Regulation of inorganic polyphosphate is required for proper vacuolar proteolysis in fission yeast

Regulation of cellular proliferation and quiescence is a central issue in biology that has been studied using model unicellular eukaryotes, such as the fission yeast Schizosaccharomyces pombe. We previously reported that the ubiquitin/proteasome pathway and autophagy are essential to maintain quiescence induced by nitrogen deprivation in S. pombe; however, specific ubiquitin ligases that maintain quiescence are not fully understood. Here we investigated the SPX-RING-type ubiquitin ligase Pqr1, identified as required for quiescence in a genetic screen.
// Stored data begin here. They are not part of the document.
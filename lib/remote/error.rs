use thiserror::Error;

/// Failures raised by remote tracker clients.
///
/// Variants line up with the sync error taxonomy so the classifier can map them one-to-one.
#[derive(Debug, Clone, Error, PartialEq, Eq)]
pub enum RemoteError {
    #[error("could not connect to remote tracker: {0}")]
    Connection(String),
    #[error("remote tracker timed out: {0}")]
    Timeout(String),
    #[error("invalid remote bug id: {0}")]
    InvalidBugId(String),
    #[error("remote bug {0} not found")]
    BugNotFound(String),
    #[error("remote bug {0} is private")]
    PrivateRemoteBug(String),
    #[error("could not parse data for remote bug {remote_bug}: {message}")]
    UnparsableBugData { remote_bug: String, message: String },
    #[error("could not parse remote tracker version: {0}")]
    UnparsableTrackerVersion(String),
    #[error("no client registered for tracker kind {0}")]
    UnsupportedTrackerKind(String),
    #[error("remote status {0:?} has no local equivalent")]
    UnknownRemoteStatus(String),
    #[error("remote importance {0:?} has no local equivalent")]
    UnknownRemoteImportance(String),
    #[error("remote tracker does not support {0}")]
    Unsupported(&'static str),
    #[error("unexpected status {status} from {url}")]
    UnexpectedStatus { status: u16, url: String },
    #[error("remote tracker error: {0}")]
    Other(String),
}

/// Maps an HTTP status code returned while fetching `remote_bug`.
pub fn map_status(status: u16, url: &str, remote_bug: Option<&str>) -> RemoteError {
    let remote_bug = remote_bug.unwrap_or(url).to_string();
    match status {
        401 | 403 => RemoteError::PrivateRemoteBug(remote_bug),
        404 | 410 => RemoteError::BugNotFound(remote_bug),
        408 | 504 => RemoteError::Timeout(format!("status {status} from {url}")),
        502 | 503 => RemoteError::Connection(format!("status {status} from {url}")),
        _ => RemoteError::UnexpectedStatus {
            status,
            url: url.to_string(),
        },
    }
}

/// Maps a transport error from an HTTP-based client.
pub fn map_reqwest_error(err: &reqwest::Error, remote_bug: Option<&str>) -> RemoteError {
    let url = err
        .url()
        .map(|url| url.to_string())
        .unwrap_or_else(|| "<unknown url>".to_string());

    if let Some(status) = err.status() {
        return map_status(status.as_u16(), &url, remote_bug);
    }
    if err.is_timeout() {
        return RemoteError::Timeout(format!("{err}"));
    }
    if err.is_connect() || err.is_request() || err.is_body() {
        return RemoteError::Connection(format!("{err}"));
    }
    if err.is_decode() {
        return RemoteError::UnparsableBugData {
            remote_bug: remote_bug.unwrap_or(&url).to_string(),
            message: format!("{err}"),
        };
    }
    RemoteError::Other(format!("{err:#}"))
}

#[cfg(test)]
mod tests {
    use std::net::SocketAddr;
    use std::time::Duration;

    use axum::http::StatusCode;
    use axum::routing::get;
    use axum::Router;
    use tokio::net::TcpListener;

    use super::*;

    /// Serves `/bug/missing` as a 404 and `/bug/garbled` as a non-JSON 200.
    async fn serve_tracker() -> SocketAddr {
        let app = Router::new()
            .route("/bug/missing", get(|| async { StatusCode::NOT_FOUND }))
            .route("/bug/garbled", get(|| async { "<bug>not json</bug>" }));
        let listener = TcpListener::bind("127.0.0.1:0").await.expect("bind tracker");
        let addr = listener.local_addr().expect("tracker addr");
        tokio::spawn(async move {
            let _ = axum::serve(listener, app).await;
        });
        addr
    }

    #[tokio::test]
    async fn http_failures_map_through_status_and_body() {
        let addr = serve_tracker().await;
        let client = reqwest::Client::new();

        let missing = client
            .get(format!("http://{addr}/bug/missing"))
            .send()
            .await
            .expect("response")
            .error_for_status()
            .expect_err("404 is an error status");
        assert_eq!(
            map_reqwest_error(&missing, Some("missing")),
            RemoteError::BugNotFound("missing".to_string())
        );

        let garbled = client
            .get(format!("http://{addr}/bug/garbled"))
            .send()
            .await
            .expect("response")
            .json::<serde_json::Value>()
            .await
            .expect_err("body is not json");
        assert!(matches!(
            map_reqwest_error(&garbled, Some("garbled")),
            RemoteError::UnparsableBugData { remote_bug, .. } if remote_bug == "garbled"
        ));
    }

    #[tokio::test]
    async fn refused_connections_are_connection_errors() {
        let closed = std::net::TcpListener::bind("127.0.0.1:0").expect("bind");
        let addr = closed.local_addr().expect("addr");
        drop(closed);

        let err = reqwest::Client::new()
            .get(format!("http://{addr}/bug/1"))
            .send()
            .await
            .expect_err("nothing listens on the port");
        assert!(matches!(
            map_reqwest_error(&err, Some("1")),
            RemoteError::Connection(_)
        ));
    }

    #[tokio::test]
    async fn silent_trackers_time_out() {
        // Accepted by the kernel backlog but never answered.
        let silent = TcpListener::bind("127.0.0.1:0").await.expect("bind");
        let addr = silent.local_addr().expect("addr");

        let err = reqwest::Client::builder()
            .timeout(Duration::from_millis(50))
            .build()
            .expect("client")
            .get(format!("http://{addr}/bug/1"))
            .send()
            .await
            .expect_err("listener never responds");
        assert!(matches!(
            map_reqwest_error(&err, Some("1")),
            RemoteError::Timeout(_)
        ));
        drop(silent);
    }

    #[test]
    fn status_codes_map_to_bug_level_errors() {
        assert_eq!(
            map_status(404, "https://bugs.example.org/1", Some("1")),
            RemoteError::BugNotFound("1".to_string())
        );
        assert_eq!(
            map_status(403, "https://bugs.example.org/1", Some("1")),
            RemoteError::PrivateRemoteBug("1".to_string())
        );
        assert!(matches!(
            map_status(504, "https://bugs.example.org/1", Some("1")),
            RemoteError::Timeout(_)
        ));
        assert!(matches!(
            map_status(503, "https://bugs.example.org", None),
            RemoteError::Connection(_)
        ));
        assert_eq!(
            map_status(418, "https://bugs.example.org", None),
            RemoteError::UnexpectedStatus {
                status: 418,
                url: "https://bugs.example.org".to_string()
            }
        );
    }
}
Pqr1 is found to be crucial for vacuolar proteolysis, the final step of autophagy, through proper regulation of phosphate and its polymer polyphosphate. Pqr1 restricts phosphate uptake into the cell through ubiquitination and subsequent degradation of phosphate transporters on plasma membranes. We hypothesized that Pqr1 may act as the central regulator for phosphate control in S. pombe, through the function of the SPX domain involved in phosphate sensing. Deletion of pqr1(+) resulted in hyperaccumulation of intracellular phosphate and polyphosphate and in improper autophagy-dependent proteolysis under conditions of nitrogen starvation. Polyphosphate hyperaccumulation in pqr1(+)-deficient cells was mediated by the polyphosphate synthase VTC complex in vacuoles. Simultaneous deletion of VTC complex subunits rescued Pqr1 mutant phenotypes, including defects in proteolysis and loss of viability during quiescence. We conclude that excess polyphosphate may interfere with proteolysis in vacuoles by mechanisms that as yet remain unknown. The present results demonstrate a connection between polyphosphate metabolism and vacuolar functions for proper autophagy-dependent proteolysis, and we propose that polyphosphate homeostasis contributes to maintenance of cellular viability during quiescence.